The Dice score of the developed PET/CT-based tumor segmentation model for PDAC was 0.89. The area under curve (AUC) of the PET/CT-based DL model developed on the basis of the segmentation model was 0.74, with an accuracy, sensitivity, and specificity of 0.72, 0.73, and 0.72, respectively. After integrating key clinical data, the AUC of the model improved to 0.77, with its accuracy, sensitivity, and specificity boosted to 0.75, 0.77, and 0.73, respectively.
To the best of our knowledge, this is the first deep learning model to end-to-end predict the pathological grading of PDAC in a fully automatic manner, which is expected to improve clinical decision-making.

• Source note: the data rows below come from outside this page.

//! Shingle sets and exact Jaccard similarity.
//!
//! A [`ShingleSet`] is kept sorted and deduplicated, so set operations are a
//! single merge walk and two sets built from the same tokens compare equal
//! regardless of the order the tokens were seen in.

use std::cmp::Ordering;

use serde::{Deserialize, Serialize};

/// Deduplicated set of byte-string shingles.
#[derive(Debug, Clone, Default, PartialEq, Eq, Hash, Serialize, Deserialize)]
#[serde(from = "Vec<Vec<u8>>", into = "Vec<Vec<u8>>")]
pub struct ShingleSet {
    shingles: Vec<Vec<u8>>,
}

impl ShingleSet {
    pub fn new() -> Self {
        Self::default()
    }

    /// Recover the shingle set from a feature blob by splitting on the outer
    /// separator, then the inner one, and dropping empty tokens.
    pub fn from_blob(blob: &str, outer: char, inner: char) -> Self {
        blob.split(outer)
            .flat_map(|field| field.split(inner))
            .filter(|token| !token.is_empty())
            .map(|token| token.as_bytes().to_vec())
            .collect()
    }

    pub fn len(&self) -> usize {
        self.shingles.len()
    }

    pub fn is_empty(&self) -> bool {
        self.shingles.is_empty()
    }

    pub fn contains(&self, shingle: &[u8]) -> bool {
        self.shingles
            .binary_search_by(|entry| entry.as_slice().cmp(shingle))
            .is_ok()
    }

    /// Iterate shingles in ascending byte order.
    pub fn iter(&self) -> impl Iterator<Item = &[u8]> + '_ {
        self.shingles.iter().map(Vec::as_slice)
    }

    pub fn as_slice(&self) -> &[Vec<u8>] {
        &self.shingles
    }

    /// Number of shingles present in both sets.
    pub fn intersection_len(&self, other: &ShingleSet) -> usize {
        let (mut i, mut j, mut common) = (0, 0, 0);
        let (a, b) = (&self.shingles, &other.shingles);
        while i < a.len() && j < b.len() {
            match a[i].cmp(&b[j]) {
                Ordering::Less => i += 1,
                Ordering::Greater => j += 1,
                Ordering::Equal => {
                    common += 1;
                    i += 1;
                    j += 1;
                }
            }
        }
        common
    }

    /// Exact Jaccard similarity `|A ∩ B| / |A ∪ B|`.
    ///
    /// Always within `[0, 1]`. Two empty sets score 0.0.
    pub fn jaccard(&self, other: &ShingleSet) -> f64 {
        let intersection = self.intersection_len(other);
        let union = self.len() + other.len() - intersection;
        if union == 0 {
            0.0
        } else {
            intersection as f64 / union as f64
        }
    }
}

impl From<Vec<Vec<u8>>> for ShingleSet {
    fn from(mut shingles: Vec<Vec<u8>>) -> Self {
        shingles.sort_unstable();
        shingles.dedup();
        Self { shingles }
    }
}

impl From<ShingleSet> for Vec<Vec<u8>> {
    fn from(set: ShingleSet) -> Self {
        set.shingles
    }
}

impl FromIterator<Vec<u8>> for ShingleSet {
    fn from_iter<I: IntoIterator<Item = Vec<u8>>>(iter: I) -> Self {
        Self::from(iter.into_iter().collect::<Vec<_>>())
    }
}

impl<'a> FromIterator<&'a str> for ShingleSet {
    fn from_iter<I: IntoIterator<Item = &'a str>>(iter: I) -> Self {
        iter.into_iter().map(|s| s.as_bytes().to_vec()).collect()
    }
}

/// Overlapping character windows of `size` over `title`.
///
/// A non-empty title shorter than the window is padded with trailing spaces
/// so at least one window exists. An empty title yields nothing.
pub fn title_shingles(title: &str, size: usize) -> Vec<String> {
    let mut chars: Vec<char> = title.chars().collect();
    if chars.is_empty() || size == 0 {
        return Vec::new();
    }
    if chars.len() < size {
        chars.resize(size, ' ');
    }
    chars
        .windows(size)
        .map(|window| window.iter().collect())
        .collect()
}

病理分级的判定对胰腺导管腺癌(PDAC)患者的治疗具有指导意义。然而,术前缺乏准确且安全的获取病理分级的方法。本研究旨在开发一种基于F-氟脱氧葡萄糖正电子发射断层扫描/计算机断层扫描(F-FDG-PET/CT)的深度学习(DL)模型,用于全自动预测胰腺癌术前病理分级。
回顾性收集2016年1月至2021年9月期间的370例PDAC患者。所有患者在手术前行F-FDG-PET/CT检查,并在术后获得病理结果。首先使用其中100例病例开发了一个用于胰腺癌病变分割的DL模型,并将其应用于其余病例以获取病变区域。之后,根据5:1:1的比例将所有患者分为训练集、验证集和测试集。利用病变分割模型获得的病变区域计算出的特征以及患者的关键临床特征,开发了一种胰腺癌病理分级预测模型。最后,通过七重交叉验证验证了模型的稳定性。
所开发的基于PET/CT的PDAC肿瘤分割模型的Dice分数为0.89。基于分割模型开发的基于PET/CT的DL模型的曲线下面积(AUC)为0.74,准确率、灵敏度和特异性分别为0.72、0.73和0.72。整合关键临床数据后,模型的AUC提高到0.77,其准确率、灵敏度和特异性分别提高到0.75、0.77和0.73。
据我们所知,这是首个以全自动方式端到端预测PDAC病理分级的深度学习模型,有望改善临床决策。